START Entries shown

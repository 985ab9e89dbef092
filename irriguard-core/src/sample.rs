//! Sample types for the ingestion pipeline
//!
//! ## Overview
//!
//! Two representations flow through the system:
//!
//! 1. [`RawSample`] — the wire shape. Every field is optional and may be
//!    malformed (numbers as strings, booleans as `"ON"`, timestamps in three
//!    different encodings). It deserializes from any JSON object without
//!    failing; coercion happens later.
//! 2. [`CanonicalSample`] — the validated, typed shape produced by
//!    [`SampleNormalizer`](crate::normalize::SampleNormalizer). Everything
//!    downstream (accounting, smoothing, anomaly rules) consumes only this.
//!
//! The split keeps the tolerance for messy upstreams in exactly one place:
//! a `CanonicalSample` is trustworthy by construction.

use serde::{Deserialize, Serialize};
use serde_json::Value;

use crate::clock::Timestamp;

/// Untyped reading as it arrives from a push message or a pull response
///
/// Fields keep their raw JSON values so wrong-typed data can be coerced (or
/// dropped to `None`) by the normalizer instead of failing deserialization.
#[derive(Debug, Clone, Default, PartialEq, Serialize, Deserialize)]
#[serde(default)]
pub struct RawSample {
    /// ISO-8601 string, epoch seconds, or epoch milliseconds
    #[serde(skip_serializing_if = "Option::is_none")]
    pub timestamp: Option<Value>,
    /// Air temperature in °C
    #[serde(skip_serializing_if = "Option::is_none")]
    pub temperature: Option<Value>,
    /// Relative humidity in %
    #[serde(skip_serializing_if = "Option::is_none")]
    pub humidity: Option<Value>,
    /// Soil moisture in %
    #[serde(skip_serializing_if = "Option::is_none")]
    pub soil_moisture: Option<Value>,
    /// Pump actuator state: `true`, `"ON"`, or `1`
    #[serde(skip_serializing_if = "Option::is_none")]
    pub pump_state: Option<Value>,
    /// Instantaneous flow in L/s
    #[serde(skip_serializing_if = "Option::is_none")]
    pub flow_rate_lps: Option<Value>,
    /// Authoritative cumulative volume in liters
    #[serde(skip_serializing_if = "Option::is_none")]
    pub water_total_liters: Option<Value>,
    /// Event embedded by the producer, re-emitted verbatim downstream
    #[serde(skip_serializing_if = "Option::is_none")]
    pub notification: Option<Value>,
}

impl RawSample {
    /// Decode a sample from a JSON payload
    ///
    /// Returns `None` when the payload is not a JSON object (or an array
    /// whose last element is not an object).
    pub fn from_slice(bytes: &[u8]) -> Option<Self> {
        let value: Value = serde_json::from_slice(bytes).ok()?;
        Self::from_value(&value)
    }

    /// Decode a sample from an already-parsed JSON value
    ///
    /// Batch responses arrive as arrays; only the most recent element is
    /// kept, matching the pull endpoint's "latest reading" contract.
    pub fn from_value(value: &Value) -> Option<Self> {
        let obj = match value {
            Value::Array(items) => items.last()?,
            other => other,
        };
        if !obj.is_object() {
            return None;
        }
        serde_json::from_value(obj.clone()).ok()
    }

    /// Coerced pump state: boolean `true`, string `"ON"` (any case), or
    /// numeric `1`; everything else is off.
    pub fn pump_on(&self) -> bool {
        match &self.pump_state {
            Some(Value::Bool(b)) => *b,
            Some(Value::String(s)) => s.eq_ignore_ascii_case("on"),
            Some(Value::Number(n)) => n.as_f64() == Some(1.0),
            _ => false,
        }
    }

    pub(crate) fn number(field: &Option<Value>) -> Option<f64> {
        // Actual JSON numbers only; "23.5" the string stays out.
        field.as_ref().and_then(Value::as_f64)
    }
}

/// Producer-embedded event carried on a sample
#[derive(Debug, Clone, PartialEq, Serialize, Deserialize)]
pub struct RawNotification {
    /// Severity label: `"info"`, `"warning"`, or `"critical"`
    #[serde(rename = "type")]
    pub kind: String,
    /// Human-readable message
    pub message: String,
    /// Structured payload
    #[serde(default)]
    pub data: Value,
}

impl RawNotification {
    /// Lenient decode: missing or wrong-typed parts fall back to defaults
    /// rather than discarding the whole event.
    pub fn from_value(value: &Value) -> Option<Self> {
        let obj = value.as_object()?;
        Some(Self {
            kind: obj
                .get("type")
                .and_then(Value::as_str)
                .unwrap_or("info")
                .to_string(),
            message: obj
                .get("message")
                .and_then(Value::as_str)
                .unwrap_or_default()
                .to_string(),
            data: obj.get("data").cloned().unwrap_or(Value::Null),
        })
    }
}

/// Validated, typed reading produced by the normalizer
///
/// Invariant: `ts_millis` is strictly greater than every previously accepted
/// sample's `ts_millis` on the same stream. Samples violating this are
/// rejected by the normalizer and never constructed.
#[derive(Debug, Clone, PartialEq, Serialize)]
pub struct CanonicalSample {
    /// Epoch milliseconds
    pub ts_millis: Timestamp,
    /// Seconds since the previous accepted sample, clamped to `[0, 1.0]`
    pub delta_seconds: f64,
    /// Air temperature in °C, if present and numeric
    pub temperature: Option<f64>,
    /// Relative humidity in %, if present and numeric
    pub humidity: Option<f64>,
    /// Soil moisture in %, if present and numeric
    pub soil_moisture: Option<f64>,
    /// Coerced pump state
    pub pump_on: bool,
    /// Instantaneous flow in L/s, if present and numeric
    pub flow_rate_lps: Option<f64>,
    /// Authoritative cumulative volume in liters, if present and numeric
    pub water_total_liters: Option<f64>,
    /// Embedded producer event, if any
    pub notification: Option<RawNotification>,
}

END Entries shown

■ **Work order**: All of the material must be reproduced exactly.

■ **Task output**:
repository 985ab9e89dbef092
filename irriguard-core/src/sample.rs
//! Sample types for the ingestion pipeline
//!
//! ## Overview
//!
//! Two representations flow through the system:
//!
//! 1. [`RawSample`] — the wire shape. Every field is optional and may be
//!    malformed (numbers as strings, booleans as `"ON"`, timestamps in three
//!    different encodings). It deserializes from any JSON object without
//!    failing; coercion happens later.
//! 2. [`CanonicalSample`] — the validated, typed shape produced by
//!    [`SampleNormalizer`](crate::normalize::SampleNormalizer). Everything
//!    downstream (accounting, smoothing, anomaly rules) consumes only this.
//!
//! The split keeps the tolerance for messy upstreams in exactly one place:
//! a `CanonicalSample` is trustworthy by construction.

use serde::{Deserialize, Serialize};
use serde_json::Value;

use crate::clock::Timestamp;

/// Untyped reading as it arrives from a push message or a pull response
///
/// Fields keep their raw JSON values so wrong-typed data can be coerced (or
/// dropped to `None`) by the normalizer instead of failing deserialization.
#[derive(Debug, Clone, Default, PartialEq, Serialize, Deserialize)]
#[serde(default)]
pub struct RawSample {
    /// ISO-8601 string, epoch seconds, or epoch milliseconds
    #[serde(skip_serializing_if = "Option::is_none")]
    pub timestamp: Option<Value>,
    /// Air temperature in °C
    #[serde(skip_serializing_if = "Option::is_none")]
    pub temperature: Option<Value>,
    /// Relative humidity in %
    #[serde(skip_serializing_if = "Option::is_none")]
    pub humidity: Option<Value>,
    /// Soil moisture in %
    #[serde(skip_serializing_if = "Option::is_none")]
    pub soil_moisture: Option<Value>,
    /// Pump actuator state: `true`, `"ON"`, or `1`
    #[serde(skip_serializing_if = "Option::is_none")]
    pub pump_state: Option<Value>,
    /// Instantaneous flow in L/s
    #[serde(skip_serializing_if = "Option::is_none")]
    pub flow_rate_lps: Option<Value>,
    /// Authoritative cumulative volume in liters
    #[serde(skip_serializing_if = "Option::is_none")]
    pub water_total_liters: Option<Value>,
    /// Event embedded by the producer, re-emitted verbatim downstream
    #[serde(skip_serializing_if = "Option::is_none")]
    pub notification: Option<Value>,
}

impl RawSample {
    /// Decode a sample from a JSON payload
    ///
    /// Returns `None` when the payload is not a JSON object (or an array
    /// whose last element is not an object).
    pub fn from_slice(bytes: &[u8]) -> Option<Self> {
        let value: Value = serde_json::from_slice(bytes).ok()?;
        Self::from_value(&value)
    }

    /// Decode a sample from an already-parsed JSON value
    ///
    /// Batch responses arrive as arrays; only the most recent element is
    /// kept, matching the pull endpoint's "latest reading" contract.
    pub fn from_value(value: &Value) -> Option<Self> {
        let obj = match value {
            Value::Array(items) => items.last()?,
            other => other,
        };
        if !obj.is_object() {
            return None;
        }
        serde_json::from_value(obj.clone()).ok()
    }

    /// Coerced pump state: boolean `true`, string `"ON"` (any case), or
    /// numeric `1`; everything else is off.
    pub fn pump_on(&self) -> bool {
        match &self.pump_state {
            Some(Value::Bool(b)) => *b,
            Some(Value::String(s)) => s.eq_ignore_ascii_case("on"),
            Some(Value::Number(n)) => n.as_f64() == Some(1.0),
            _ => false,
        }
    }

    pub(crate) fn number(field: &Option<Value>) -> Option<f64> {
        // Actual JSON numbers only; "23.5" the string stays out.
        field.as_ref().and_then(Value::as_f64)
    }
}

/// Producer-embedded event carried on a sample
#[derive(Debug, Clone, PartialEq, Serialize, Deserialize)]
pub struct RawNotification {
    /// Severity label: `"info"`, `"warning"`, or `"critical"`
    #[serde(rename = "type")]
    pub kind: String,
    /// Human-readable message
    pub message: String,
    /// Structured payload
    #[serde(default)]
    pub data: Value,
}

impl RawNotification {
    /// Lenient decode: missing or wrong-typed parts fall back to defaults
    /// rather than discarding the whole event.
    pub fn from_value(value: &Value) -> Option<Self> {
        let obj = value.as_object()?;
        Some(Self {
            kind: obj
                .get("type")
                .and_then(Value::as_str)
                .unwrap_or("info")
                .to_string(),
            message: obj
                .get("message")
                .and_then(Value::as_str)
                .unwrap_or_default()
                .to_string(),
            data: obj.get("data").cloned().unwrap_or(Value::Null),
        })
    }
}

/// Validated, typed reading produced by the normalizer
///
/// Invariant: `ts_millis` is strictly greater than every previously accepted
/// sample's `ts_millis` on the same stream. Samples violating this are
/// rejected by the normalizer and never constructed.
#[derive(Debug, Clone, PartialEq, Serialize)]
pub struct CanonicalSample {
    /// Epoch milliseconds
    pub ts_millis: Timestamp,
    /// Seconds since the previous accepted sample, clamped to `[0, 1.0]`
    pub delta_seconds: f64,
    /// Air temperature in °C, if present and numeric
    pub temperature: Option<f64>,
    /// Relative humidity in %, if present and numeric
    pub humidity: Option<f64>,
    /// Soil moisture in %, if present and numeric
    pub soil_moisture: Option<f64>,
    /// Coerced pump state
    pub pump_on: bool,
    /// Instantaneous flow in L/s, if present and numeric
    pub flow_rate_lps: Option<f64>,
    /// Authoritative cumulative volume in liters, if present and numeric
    pub water_total_liters: Option<f64>,
    /// Embedded producer event, if any
    pub notification: Option<RawNotification>,
}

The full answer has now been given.